In early May, Anthony Klotz, an associate professor of management at Texas A&M University, did an interview with Bloomberg about a possible spike in job turnover. “The Great Resignation is coming,” he warned. A few weeks later, the Bureau of Labor Statistics confirmed a record 4 million Americans had left their jobs in April. Suddenly, people were reaching for ways to refer to the phenomenon unfolding before them—to brand it, to make sense of it. Klotz’s catchy off-the-cuff terminology, now printed on Bloomberg’s pages, seemed to fit the bill. And just like that, a name was born.

We are in a moment of pervasive change across American life, and in turn there are many new things we must now put into words. One of these has been a radical shift in Americans’ relationship with work. Spanning industries and income levels, people are, as Klotz predicted, leaving their jobs in unprecedented numbers. They are changing employers, “downshifting” on the career ladder, or taking time away from the workforce altogether. With new clarity and savings from the Covid era, some workers have stepped back from precarious frontline jobs made brutally hard in the pandemic. Others report forgoing opportunities for money or status in exchange for greater flexibility and self-determination. Collectively, this reckoning has gained momentum under different titles: the Big Quit, the Great Reshuffle, among others. But the Great Resignation has gained consensus as the clear winner.

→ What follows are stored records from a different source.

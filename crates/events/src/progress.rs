//! Debounced progress state (PRD-23).
//!
//! Handlers report progress far faster than clients need to see it; the bus
//! coalesces updates per job and broadcasts at most one progress event per
//! quiet window.

use std::time::Duration;

use serde::Serialize;

use mediakeep_core::types::JobId;
use mediakeep_core::JobType;

/// How long the bus buffers progress updates for a job before flushing.
/// Large enough to collapse bursts, small enough to feel live.
pub const DEBOUNCE_INTERVAL: Duration = Duration::from_millis(250);

/// A progress snapshot for one job.
///
/// Consecutive updates within the debounce window overwrite each other; the
/// flushed event always carries the latest snapshot.
#[derive(Debug, Clone, Serialize)]
pub struct ProgressUpdate {
    pub job_id: JobId,
    pub job_type: JobType,
    /// Completion fraction in `[0.0, 1.0]`.
    pub progress: f64,
    #[serde(skip_serializing_if = "Option::is_none")]
    pub current_step: Option<String>,
    pub processed_items: u64,
    pub total_items: u64,
    /// Transfer rate in bytes per second, for download-style jobs.
    #[serde(skip_serializing_if = "Option::is_none")]
    pub download_speed_bps: Option<f64>,
    /// Estimated seconds remaining, for download-style jobs.
    #[serde(skip_serializing_if = "Option::is_none")]
    pub eta_seconds: Option<u64>,
}

impl ProgressUpdate {
    /// Create a bare update with only the completion fraction set.
    pub fn new(job_id: JobId, job_type: JobType, progress: f64) -> Self {
        Self {
            job_id,
            job_type,
            progress: progress.clamp(0.0, 1.0),
            current_step: None,
            processed_items: 0,
            total_items: 0,
            download_speed_bps: None,
            eta_seconds: None,
        }
    }

    /// Attach a step label.
    pub fn with_step(mut self, step: impl Into<String>) -> Self {
        self.current_step = Some(step.into());
        self
    }

    /// Attach item counters.
    pub fn with_items(mut self, processed: u64, total: u64) -> Self {
        self.processed_items = processed;
        self.total_items = total;
        self
    }

    /// Attach download speed/ETA fields.
    pub fn with_transfer(mut self, speed_bps: f64, eta_seconds: u64) -> Self {
        self.download_speed_bps = Some(speed_bps);
        self.eta_seconds = Some(eta_seconds);
        self
    }
}

#[cfg(test)]
mod tests {
    use super::*;

    #[test]
    fn progress_is_clamped_on_construction() {
        let update = ProgressUpdate::new("j1".into(), JobType::LibraryScan, 1.8);
        assert_eq!(update.progress, 1.0);
        let update = ProgressUpdate::new("j1".into(), JobType::LibraryScan, -0.5);
        assert_eq!(update.progress, 0.0);
    }

    #[test]
    fn optional_fields_are_omitted_from_payload() {
        let update = ProgressUpdate::new("j1".into(), JobType::LibraryScan, 0.5);
        let value = serde_json::to_value(&update).unwrap();
        assert!(value.get("download_speed_bps").is_none());
        assert!(value.get("eta_seconds").is_none());
        assert!(value.get("current_step").is_none());
    }

    #[test]
    fn transfer_fields_serialize_when_present() {
        let update = ProgressUpdate::new("j1".into(), JobType::MetadataEnrichment, 0.25)
            .with_step("downloading cover art")
            .with_items(1, 4)
            .with_transfer(1_048_576.0, 12);
        let value = serde_json::to_value(&update).unwrap();
        assert_eq!(value["download_speed_bps"], 1_048_576.0);
        assert_eq!(value["eta_seconds"], 12);
        assert_eq!(value["current_step"], "downloading cover art");
    }
}
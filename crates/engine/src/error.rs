//! Engine error taxonomy (PRD-21).
//!
//! Only submission-time validation surfaces as an error to callers;
//! execution failures travel through `Job.error`, events, and failure
//! alerts instead (persistence failures are logged and swallowed).

use mediakeep_core::types::JobId;
use mediakeep_core::{JobStatus, JobType};
use mediakeep_db::StoreError;

#[derive(Debug, thiserror::Error)]
pub enum EngineError {
    #[error("no handler registered for job type '{}'", .0.as_str())]
    NoHandlerRegistered(JobType),

    #[error("invalid cron schedule: {0}")]
    InvalidSchedule(String),

    #[error("job not found: {0}")]
    JobNotFound(JobId),

    #[error("job {id} is {} and cannot be retried", status.as_str())]
    NotRetryable { id: JobId, status: JobStatus },

    #[error("engine is already running")]
    AlreadyStarted,

    #[error(transparent)]
    Store(#[from] StoreError),
}
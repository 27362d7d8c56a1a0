//! Job entity model for the background execution engine (PRD-21).
//!
//! A [`Job`] is either an execution instance (runs once through the
//! lifecycle) or, when `schedule` is set, a cron template that never runs
//! itself and instead spawns fresh instances on each trigger.

use serde::{Deserialize, Serialize};

use crate::status::JobStatus;
use crate::types::{new_job_id, JobId, Timestamp};

// ---------------------------------------------------------------------------
// JobType
// ---------------------------------------------------------------------------

/// Closed set of handler kinds the engine dispatches to.
///
/// Exactly one handler may be registered per type; submission of a job whose
/// type has no registered handler is rejected synchronously.
#[derive(Debug, Clone, Copy, PartialEq, Eq, Hash, Serialize, Deserialize)]
#[serde(rename_all = "snake_case")]
pub enum JobType {
    /// Walk library paths and reconcile files with the media database.
    LibraryScan,
    /// Query external metadata providers for matches and enrichment.
    MetadataEnrichment,
    /// Generate preview thumbnails and sprite sheets.
    ThumbnailGeneration,
    /// Move/rename files according to the library's naming rules.
    FileOrganization,
    /// Import NFO sidecar files into the database.
    NfoImport,
    /// Orphan cleanup, integrity checks, and other periodic maintenance.
    DatabaseMaintenance,
}

impl JobType {
    /// Stable string form for database storage and event payloads.
    pub fn as_str(self) -> &'static str {
        match self {
            JobType::LibraryScan => "library_scan",
            JobType::MetadataEnrichment => "metadata_enrichment",
            JobType::ThumbnailGeneration => "thumbnail_generation",
            JobType::FileOrganization => "file_organization",
            JobType::NfoImport => "nfo_import",
            JobType::DatabaseMaintenance => "database_maintenance",
        }
    }

    /// Parse the stored string form. Returns `None` for unknown values.
    pub fn parse(s: &str) -> Option<Self> {
        match s {
            "library_scan" => Some(JobType::LibraryScan),
            "metadata_enrichment" => Some(JobType::MetadataEnrichment),
            "thumbnail_generation" => Some(JobType::ThumbnailGeneration),
            "file_organization" => Some(JobType::FileOrganization),
            "nfo_import" => Some(JobType::NfoImport),
            "database_maintenance" => Some(JobType::DatabaseMaintenance),
            _ => None,
        }
    }
}

// ---------------------------------------------------------------------------
// JobPriority
// ---------------------------------------------------------------------------

/// Dispatch priority. Higher variants are dequeued first; within a priority
/// tier, jobs are dequeued in creation order (FIFO).
#[derive(
    Debug, Clone, Copy, PartialEq, Eq, PartialOrd, Ord, Hash, Serialize, Deserialize, Default,
)]
#[serde(rename_all = "snake_case")]
pub enum JobPriority {
    Low,
    #[default]
    Normal,
    High,
    Critical,
}

impl JobPriority {
    /// Stable string form for database storage.
    pub fn as_str(self) -> &'static str {
        match self {
            JobPriority::Low => "low",
            JobPriority::Normal => "normal",
            JobPriority::High => "high",
            JobPriority::Critical => "critical",
        }
    }

    /// Parse the stored string form. Returns `None` for unknown values.
    pub fn parse(s: &str) -> Option<Self> {
        match s {
            "low" => Some(JobPriority::Low),
            "normal" => Some(JobPriority::Normal),
            "high" => Some(JobPriority::High),
            "critical" => Some(JobPriority::Critical),
            _ => None,
        }
    }
}

// ---------------------------------------------------------------------------
// Job
// ---------------------------------------------------------------------------

/// One unit of schedulable work.
///
/// Priority and type are immutable after creation; only the engine mutates
/// status and timestamps. `progress` is always within `[0.0, 1.0]`.
#[derive(Debug, Clone, Serialize, Deserialize)]
pub struct Job {
    pub id: JobId,
    pub job_type: JobType,
    pub status: JobStatus,
    pub priority: JobPriority,
    /// Completion fraction, clamped to `[0.0, 1.0]`.
    pub progress: f64,
    /// Human-readable label for the current processing step.
    pub current_step: Option<String>,
    pub processed_items: u64,
    pub total_items: u64,
    /// Structured result payload; set only on success (or, on failure,
    /// merged diagnostic detail such as process exit codes).
    pub result: Option<serde_json::Value>,
    /// Error message; set only on failure/timeout.
    pub error: Option<String>,
    /// Handler-specific parameters, opaque to the engine.
    pub metadata: serde_json::Value,
    /// Deadline for handler execution, in seconds. `None` = no deadline.
    pub timeout_secs: Option<u64>,
    /// Ids of jobs that must reach COMPLETED before this job may run.
    pub depends_on: Vec<JobId>,
    /// Workflow grouping only; no scheduling effect.
    pub parent_job_id: Option<JobId>,
    /// Cron expression. Presence makes this job a template that spawns
    /// execution instances instead of running itself.
    pub schedule: Option<String>,
    /// Next trigger time; only meaningful for templates.
    pub next_run_at: Option<Timestamp>,
    pub created_at: Timestamp,
    pub started_at: Option<Timestamp>,
    pub completed_at: Option<Timestamp>,
}

impl Job {
    /// Create a new pending job with only the required fields.
    ///
    /// Optional attributes are attached with the `with_*` builder methods.
    pub fn new(job_type: JobType, metadata: serde_json::Value) -> Self {
        Self {
            id: new_job_id(),
            job_type,
            status: JobStatus::Pending,
            priority: JobPriority::Normal,
            progress: 0.0,
            current_step: None,
            processed_items: 0,
            total_items: 0,
            result: None,
            error: None,
            metadata,
            timeout_secs: None,
            depends_on: Vec::new(),
            parent_job_id: None,
            schedule: None,
            next_run_at: None,
            created_at: chrono::Utc::now(),
            started_at: None,
            completed_at: None,
        }
    }

    /// Set the dispatch priority.
    pub fn with_priority(mut self, priority: JobPriority) -> Self {
        self.priority = priority;
        self
    }

    /// Set an execution deadline in seconds.
    pub fn with_timeout(mut self, timeout_secs: u64) -> Self {
        self.timeout_secs = Some(timeout_secs);
        self
    }

    /// Require the given jobs to complete before this one may run.
    pub fn with_depends_on(mut self, depends_on: Vec<JobId>) -> Self {
        self.depends_on = depends_on;
        self
    }

    /// Group this job under a parent for workflow display purposes.
    pub fn with_parent(mut self, parent_job_id: JobId) -> Self {
        self.parent_job_id = Some(parent_job_id);
        self
    }

    /// Attach a cron schedule, turning this job into a recurring template.
    pub fn with_schedule(mut self, expression: impl Into<String>) -> Self {
        self.schedule = Some(expression.into());
        self
    }

    /// Whether this job is a recurring template rather than an execution
    /// instance.
    pub fn is_template(&self) -> bool {
        self.schedule.is_some()
    }

    /// Set progress, clamping into `[0.0, 1.0]`.
    pub fn set_progress(&mut self, progress: f64) {
        self.progress = progress.clamp(0.0, 1.0);
    }

    /// Build the execution instance for one trigger of a cron template.
    ///
    /// The instance gets a fresh id, copies type/metadata/priority/timeout,
    /// carries no schedule, and is grouped under the template via
    /// `parent_job_id`.
    pub fn instance_from_template(&self) -> Job {
        let mut instance =
            Job::new(self.job_type, self.metadata.clone()).with_priority(self.priority);
        instance.timeout_secs = self.timeout_secs;
        instance.parent_job_id = Some(self.id.clone());
        instance
    }

    /// Build the replacement job for a retry of a failed/timed-out/cancelled
    /// job. Copies type, priority, metadata, timeout, and dependencies; the
    /// original is never mutated or resurrected.
    pub fn retry_copy(&self) -> Job {
        let mut copy = Job::new(self.job_type, self.metadata.clone())
            .with_priority(self.priority)
            .with_depends_on(self.depends_on.clone());
        copy.timeout_secs = self.timeout_secs;
        copy
    }

    /// Execution duration in seconds, if both endpoints were recorded.
    pub fn duration_secs(&self) -> Option<f64> {
        match (self.started_at, self.completed_at) {
            (Some(start), Some(end)) => {
                Some((end - start).num_milliseconds() as f64 / 1000.0)
            }
            _ => None,
        }
    }
}

#[cfg(test)]
mod tests {
    use super::*;

    // -- construction ---------------------------------------------------------

    #[test]
    fn new_job_is_pending_normal_priority() {
        let job = Job::new(JobType::LibraryScan, serde_json::json!({"path": "/media"}));
        assert_eq!(job.status, JobStatus::Pending);
        assert_eq!(job.priority, JobPriority::Normal);
        assert_eq!(job.progress, 0.0);
        assert!(job.depends_on.is_empty());
        assert!(!job.is_template());
    }

    #[test]
    fn with_schedule_makes_template() {
        let job = Job::new(JobType::DatabaseMaintenance, serde_json::json!({}))
            .with_schedule("0 2 * * *");
        assert!(job.is_template());
    }

    #[test]
    fn fresh_jobs_get_distinct_ids() {
        let a = Job::new(JobType::LibraryScan, serde_json::json!({}));
        let b = Job::new(JobType::LibraryScan, serde_json::json!({}));
        assert_ne!(a.id, b.id);
    }

    // -- priority ordering ----------------------------------------------------

    #[test]
    fn priority_ordering() {
        assert!(JobPriority::Critical > JobPriority::High);
        assert!(JobPriority::High > JobPriority::Normal);
        assert!(JobPriority::Normal > JobPriority::Low);
    }

    // -- progress clamping ----------------------------------------------------

    #[test]
    fn progress_clamps_to_unit_range() {
        let mut job = Job::new(JobType::ThumbnailGeneration, serde_json::json!({}));
        job.set_progress(1.7);
        assert_eq!(job.progress, 1.0);
        job.set_progress(-0.2);
        assert_eq!(job.progress, 0.0);
        job.set_progress(0.42);
        assert_eq!(job.progress, 0.42);
    }

    // -- template instances ---------------------------------------------------

    #[test]
    fn instance_from_template_copies_identity_fields() {
        let template = Job::new(
            JobType::DatabaseMaintenance,
            serde_json::json!({"vacuum": true}),
        )
        .with_priority(JobPriority::Low)
        .with_timeout(600)
        .with_schedule("*/15 * * * *");

        let instance = template.instance_from_template();
        assert_ne!(instance.id, template.id);
        assert_eq!(instance.job_type, template.job_type);
        assert_eq!(instance.priority, template.priority);
        assert_eq!(instance.metadata, template.metadata);
        assert_eq!(instance.timeout_secs, Some(600));
        assert!(instance.schedule.is_none());
        assert_eq!(instance.parent_job_id.as_deref(), Some(template.id.as_str()));
        assert_eq!(instance.status, JobStatus::Pending);
    }

    // -- retry copies ---------------------------------------------------------

    #[test]
    fn retry_copy_preserves_type_priority_metadata_and_deps() {
        let mut original = Job::new(
            JobType::MetadataEnrichment,
            serde_json::json!({"provider": "tpdb"}),
        )
        .with_priority(JobPriority::High)
        .with_timeout(30)
        .with_depends_on(vec!["dep-1".to_string()]);
        original.status = JobStatus::Failed;
        original.error = Some("provider unreachable".to_string());

        let copy = original.retry_copy();
        assert_ne!(copy.id, original.id);
        assert_eq!(copy.job_type, original.job_type);
        assert_eq!(copy.priority, original.priority);
        assert_eq!(copy.metadata, original.metadata);
        assert_eq!(copy.timeout_secs, Some(30));
        assert_eq!(copy.depends_on, original.depends_on);
        assert_eq!(copy.status, JobStatus::Pending);
        assert!(copy.error.is_none());
    }

    // -- duration -------------------------------------------------------------

    #[test]
    fn duration_requires_both_endpoints() {
        let mut job = Job::new(JobType::LibraryScan, serde_json::json!({}));
        assert!(job.duration_secs().is_none());
        let start = chrono::Utc::now();
        job.started_at = Some(start);
        assert!(job.duration_secs().is_none());
        job.completed_at = Some(start + chrono::Duration::milliseconds(2500));
        assert_eq!(job.duration_secs(), Some(2.5));
    }

    // -- string round-trips ---------------------------------------------------

    #[test]
    fn job_type_round_trip() {
        for jt in [
            JobType::LibraryScan,
            JobType::MetadataEnrichment,
            JobType::ThumbnailGeneration,
            JobType::FileOrganization,
            JobType::NfoImport,
            JobType::DatabaseMaintenance,
        ] {
            assert_eq!(JobType::parse(jt.as_str()), Some(jt));
        }
        assert_eq!(JobType::parse("transcode"), None);
    }

    #[test]
    fn priority_round_trip() {
        for p in [
            JobPriority::Low,
            JobPriority::Normal,
            JobPriority::High,
            JobPriority::Critical,
        ] {
            assert_eq!(JobPriority::parse(p.as_str()), Some(p));
        }
        assert_eq!(JobPriority::parse("urgent"), None);
    }
}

Names can feel emergent and messy. After all, there is no one unassailable source that is charged with providing the language for how we come to call our collective moments. Instead, naming at scale is a reckoning of influences that compete for public adoption, typically sprung from journalists, politicians, academics, celebrities, or those of influential reach. The titles that they choose often become part of our common reference, sometimes without much thought. But what we call things matters. It characterizes what we deem important, how we conceptualize a movement, and what we remember. So it’s worth considering what a phrase like the Great Resignation centers about this seismic shift in American mindset—and, perhaps more important, what it leaves out.

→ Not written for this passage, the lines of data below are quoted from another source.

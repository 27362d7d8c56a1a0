//! Persistence layer for the mediakeep background execution engine (PRD-20).
//!
//! The engine talks to storage exclusively through the [`JobStore`] trait so
//! the backing technology is swappable and failure handling stays
//! centralized. Two implementations ship here:
//!
//! - [`PgJobStore`] — PostgreSQL over sqlx, the production store.
//! - [`MemoryJobStore`] — in-process map, for tests and storeless runs.

use sqlx::postgres::PgPoolOptions;

pub mod memory;
pub mod postgres;
pub mod store;

pub use memory::MemoryJobStore;
pub use postgres::PgJobStore;
pub use store::{JobStore, StoreError};

pub type DbPool = sqlx::PgPool;

/// Create a connection pool from a database URL.
pub async fn create_pool(database_url: &str) -> Result<DbPool, sqlx::Error> {
    PgPoolOptions::new()
        .max_connections(20)
        .connect(database_url)
        .await
}

/// Verify the database connection is alive.
pub async fn health_check(pool: &DbPool) -> Result<(), sqlx::Error> {
    sqlx::query("SELECT 1").execute(pool).await?;
    Ok(())
}

/// Apply pending migrations from the crate's `migrations/` directory.
pub async fn run_migrations(pool: &DbPool) -> Result<(), sqlx::migrate::MigrateError> {
    sqlx::migrate!("./migrations").run(pool).await
}
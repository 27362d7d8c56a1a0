use std::time::Duration;

/// Engine configuration loaded from environment variables.
///
/// All fields have sensible defaults suitable for local development.
/// In production, override via environment variables.
#[derive(Debug, Clone)]
pub struct EngineConfig {
    /// Number of worker tasks pulling from the ready-queue (default: `4`).
    pub worker_count: usize,
    /// How long a worker blocks on an empty queue before re-checking for
    /// shutdown (default: `500ms`).
    pub queue_poll_timeout: Duration,
    /// How often the cron scheduler loop scans for due templates
    /// (default: `1s`).
    pub scheduler_interval: Duration,
}

impl Default for EngineConfig {
    fn default() -> Self {
        Self {
            worker_count: 4,
            queue_poll_timeout: Duration::from_millis(500),
            scheduler_interval: Duration::from_secs(1),
        }
    }
}

impl EngineConfig {
    /// Load configuration from environment variables with defaults.
    ///
    /// | Env Var                     | Default |
    /// |-----------------------------|---------|
    /// | `ENGINE_WORKER_COUNT`       | `4`     |
    /// | `ENGINE_POLL_TIMEOUT_MS`    | `500`   |
    /// | `ENGINE_SCHEDULER_TICK_MS`  | `1000`  |
    pub fn from_env() -> Self {
        let defaults = Self::default();

        let worker_count = std::env::var("ENGINE_WORKER_COUNT")
            .ok()
            .and_then(|v| v.parse().ok())
            .filter(|&n: &usize| n > 0)
            .unwrap_or(defaults.worker_count);

        let queue_poll_timeout = std::env::var("ENGINE_POLL_TIMEOUT_MS")
            .ok()
            .and_then(|v| v.parse().ok())
            .map(Duration::from_millis)
            .unwrap_or(defaults.queue_poll_timeout);

        let scheduler_interval = std::env::var("ENGINE_SCHEDULER_TICK_MS")
            .ok()
            .and_then(|v| v.parse().ok())
            .map(Duration::from_millis)
            .unwrap_or(defaults.scheduler_interval);

        Self {
            worker_count,
            queue_poll_timeout,
            scheduler_interval,
        }
    }
}
//! The persistence contract the engine schedules against (PRD-20).
//!
//! The engine treats every store call as best-effort: failures are logged
//! and swallowed by the caller, and the in-memory registry stays the source
//! of truth for scheduling decisions within a process lifetime. The store is
//! the durable record consulted at startup recovery and for queries that
//! miss the registry.

use async_trait::async_trait;

use mediakeep_core::types::{JobId, Timestamp};
use mediakeep_core::{Job, JobStatus};

// ---------------------------------------------------------------------------
// StoreError
// ---------------------------------------------------------------------------

#[derive(Debug, thiserror::Error)]
pub enum StoreError {
    #[error("database error: {0}")]
    Database(#[from] sqlx::Error),

    #[error("serialization error: {0}")]
    Serialization(#[from] serde_json::Error),

    #[error("corrupt row for job {id}: {detail}")]
    Corrupt { id: JobId, detail: String },

    #[error("job not found: {0}")]
    NotFound(JobId),
}

// ---------------------------------------------------------------------------
// JobStore
// ---------------------------------------------------------------------------

/// Durable record of jobs across process restarts.
///
/// Implementations must be safe to call concurrently from the engine's
/// worker pool and scheduler loop.
#[async_trait]
pub trait JobStore: Send + Sync {
    /// Persist a newly created job (execution instance or template).
    async fn create_job(&self, job: &Job) -> Result<(), StoreError>;

    /// Record a status transition, with optional error message and result
    /// payload. Also stamps `started_at`/`completed_at` as appropriate.
    async fn update_job_status(
        &self,
        id: &JobId,
        status: JobStatus,
        error: Option<&str>,
        result: Option<&serde_json::Value>,
    ) -> Result<(), StoreError>;

    /// Record in-flight progress for a running job.
    async fn update_progress(
        &self,
        id: &JobId,
        progress: f64,
        current_step: Option<&str>,
        processed_items: u64,
        total_items: u64,
    ) -> Result<(), StoreError>;

    /// Re-arm a cron template's next trigger time.
    async fn update_next_run(
        &self,
        id: &JobId,
        next_run_at: Option<Timestamp>,
    ) -> Result<(), StoreError>;

    /// Fetch a single job by id.
    async fn get_job(&self, id: &JobId) -> Result<Option<Job>, StoreError>;

    /// All jobs persisted as RUNNING. Consulted only during startup
    /// recovery; a RUNNING row found at startup can never be trusted.
    async fn get_running_jobs(&self) -> Result<Vec<Job>, StoreError>;

    /// All jobs persisted as PENDING or WAITING, templates included.
    async fn get_pending_jobs(&self) -> Result<Vec<Job>, StoreError>;
}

While The Great Resignation’s recent lineage can be traced back to an interview in the spring, it evokes events far older. “Names are ways of making connections,” says Harold James, a professor of history and international affairs at Princeton University and author of The War of Words. In their form and content, names often employ analogies or metaphors from our past as a bridge to how we might grapple with the present. Different naming analogies will suggest alternate pictures for how to conceptualize an event or idea. The Great Depression, for instance, is largely accepted as a direct analogy to the Great War, a once-common name for World War I. This was a way to underline the severity of the moment as a delayed aftershock to World War I, while also framing something that felt unprecedented in familiar terms. In the years since, echos of the Great Depression have been applied to many economic downturns, but finally stuck for the period between 2007 and 2009 that we now commonly know as the Great Recession. For economists or historians who adopted the term in public, this was often a deliberate move to recall the past crisis and “to bring people back to the lessons of the Great Depression,” says James.

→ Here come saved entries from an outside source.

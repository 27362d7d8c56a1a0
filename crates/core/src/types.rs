//! Shared type aliases used across all mediakeep crates.

use chrono::{DateTime, Utc};

/// Opaque unique job identifier (uuid v4, stored as text).
pub type JobId = String;

/// Canonical timestamp type: UTC, serialized as ISO-8601 via chrono's serde.
pub type Timestamp = DateTime<Utc>;

/// Generate a fresh [`JobId`].
pub fn new_job_id() -> JobId {
    uuid::Uuid::new_v4().to_string()
}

In that sense, the Great Resignation frames this moment as a crisis. While Klotz may not have consciously linked these past eras, the name likens this to a period of withdrawal. It also centers the immediate consequences for employment status and the job market. But focusing on resignation as a crisis flattens the dramatic change for American values, which could have far-reaching consequences outside of the workplace. For Americans who live with few social safety nets or identify by their work, quitting is a touchy business, often shrouded in a mix of secrecy, shame, and emotional labor. Under the banner of the Great Resignation, individuals are nudged to confront a constellation of questions around the immediate act of leaving a job: Should I do it? Can I afford to? What would I do afterwards? This reflection has real value; people may more actively take stock of their work situation, think through the steps it would take to change, and get the gumption to act amid a broader cultural moment focused on resigning. But in their own words, many people who have been part of this movement explain their choices as a result of reevaluating their lives and where they derive meaning. In this case, a resignation crisis feels like a limiting metaphor when leaving a job may just be collateral to a deeper realignment in American work life.